Another inventory project was “Learning analytics for European Educational Policy”, the team are interested in collecting evidence on
• Learning analytics tools
• Learning analytics practices
• Learning analytics policy documents
More information is available at their blog: https://laepanalytics.wordpress.com
Jenna Mittelmeier (Open University, @JLMittelmeier) had just embarked on her PhD using social network analytics combined with learning analytics to identify factors effecting equal participation in group work, particularly in diverse classrooms. Adriana Wilde (University of Southampton, @AdrianaGWilde) is exploring the measurable factors for learning success that are common to MOOCs and face-to-face instruction. I will be keeping an eye out for the outcomes of both of these projects.
Finally, learning analytics raises important ethical questions, and the OU have been leading the way in developing principals for the ethical use of data for learning analytics. Sharon Slade (@SharonSlade) is leading research into students attitudes to online privacy, engaging students more actively in how there data is collected, analysed and stored, and who has access to this data. This work also starts to recognise the dangers of using data to label or stereotype students.

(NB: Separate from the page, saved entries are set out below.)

//! Command implementations. Each writes its report to the given writer.

use std::io::Write;
use std::path::Path;
use std::sync::Arc;

use anyhow::{Context, bail};
use healthvault_thing::{
    EntityRecord, Fragment, SchemaDescriptor, ThingContext, ThingError, ThingTypeId,
};
use tracing::{info, warn};

/// `types`: one line per registered type.
pub fn types(context: &ThingContext, out: &mut dyn Write) -> anyhow::Result<()> {
    for descriptor in context.registry().descriptors() {
        writeln!(
            out,
            "{}  {:<32}  {}",
            descriptor.type_id(),
            descriptor.root(),
            descriptor.name()
        )?;
    }
    Ok(())
}

/// `describe`: the descriptor for a type id or root element name, as JSON.
pub fn describe(context: &ThingContext, name: &str, out: &mut dyn Write) -> anyhow::Result<()> {
    let descriptor = lookup(context, name)?;
    serde_json::to_writer_pretty(&mut *out, descriptor.as_ref())?;
    writeln!(out)?;
    Ok(())
}

/// `validate`: decodes the file and lists every error found.
pub fn validate(
    context: &ThingContext,
    type_id: Option<ThingTypeId>,
    file: &Path,
    out: &mut dyn Write,
) -> anyhow::Result<bool> {
    let fragment = read_fragment(file)?;
    let descriptor = select(context, type_id, &fragment)?;

    match context.deserialize(&fragment, descriptor.type_id()) {
        Ok(_) => {
            writeln!(
                out,
                "{}: valid {} ({})",
                file.display(),
                descriptor.name(),
                descriptor.type_id()
            )?;
            Ok(true)
        }
        Err(error) if !error.validation_errors().is_empty() => {
            let errors = error.validation_errors();
            warn!(file = %file.display(), count = errors.len(), "fragment is invalid");
            writeln!(
                out,
                "{}: {} error(s) in {}",
                file.display(),
                errors.len(),
                descriptor.name()
            )?;
            for error in errors {
                writeln!(out, "  {}", error)?;
            }
            Ok(false)
        }
        Err(error) => Err(error.into()),
    }
}

/// `normalize`: decodes the file and writes the record back in layout
/// order, to `output` or to `out`.
pub fn normalize(
    context: &ThingContext,
    type_id: Option<ThingTypeId>,
    file: &Path,
    output: Option<&Path>,
    out: &mut dyn Write,
) -> anyhow::Result<bool> {
    let Some(record) = decode_or_report(context, type_id, file, out)? else {
        return Ok(false);
    };
    let xml = context.serialize_to_string(&record)?;

    match output {
        Some(path) => {
            std::fs::write(path, &xml)
                .with_context(|| format!("writing {}", path.display()))?;
            info!(input = %file.display(), output = %path.display(), "normalized");
        }
        None => writeln!(out, "{}", xml)?,
    }
    Ok(true)
}

/// `inspect`: the decoded record as JSON.
pub fn inspect(
    context: &ThingContext,
    type_id: Option<ThingTypeId>,
    file: &Path,
    out: &mut dyn Write,
) -> anyhow::Result<bool> {
    let Some(record) = decode_or_report(context, type_id, file, out)? else {
        return Ok(false);
    };
    serde_json::to_writer_pretty(&mut *out, &record)?;
    writeln!(out)?;
    Ok(true)
}

fn read_fragment(file: &Path) -> anyhow::Result<Fragment> {
    let text =
        std::fs::read_to_string(file).with_context(|| format!("reading {}", file.display()))?;
    Fragment::parse(&text).with_context(|| format!("parsing {}", file.display()))
}

fn lookup(context: &ThingContext, name: &str) -> anyhow::Result<Arc<SchemaDescriptor>> {
    if let Ok(type_id) = name.parse::<ThingTypeId>() {
        return Ok(context.registry().resolve(type_id)?);
    }
    match context.registry().resolve_root(name) {
        Some(descriptor) => Ok(descriptor),
        None => bail!("no thing type is registered as '{}'", name),
    }
}

/// The descriptor named by `type_id`, or else the one whose root element
/// matches the fragment.
fn select(
    context: &ThingContext,
    type_id: Option<ThingTypeId>,
    fragment: &Fragment,
) -> anyhow::Result<Arc<SchemaDescriptor>> {
    if let Some(type_id) = type_id {
        return Ok(context.registry().resolve(type_id)?);
    }
    let root = fragment.root().name();
    match context.registry().resolve_root(root) {
        Some(descriptor) => Ok(descriptor),
        None => bail!(
            "no thing type has root element <{}>; pass --type-id to choose one",
            root
        ),
    }
}

fn decode_or_report(
    context: &ThingContext,
    type_id: Option<ThingTypeId>,
    file: &Path,
    out: &mut dyn Write,
) -> anyhow::Result<Option<EntityRecord>> {
    let fragment = read_fragment(file)?;
    let descriptor = select(context, type_id, &fragment)?;
    match context.deserialize(&fragment, descriptor.type_id()) {
        Ok(record) => Ok(Some(record)),
        Err(ThingError::Invalid(report)) => {
            writeln!(out, "{}: {}", file.display(), report)?;
            Ok(None)
        }
        Err(error) => Err(error.into()),
    }
}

These are exciting times. Whilst most of the focus of using learning analytics in tertiary education has been directed at identifying students at risk of failing or dropping out, there is clear potential for tutors to develop and extend their content to stretch the most able students, and develop the elements of our programmes are having the greatest impact on students’ success and satisfaction.
Well my embedded eye tracking device indicates that you are bored reading this now, so time to sign off.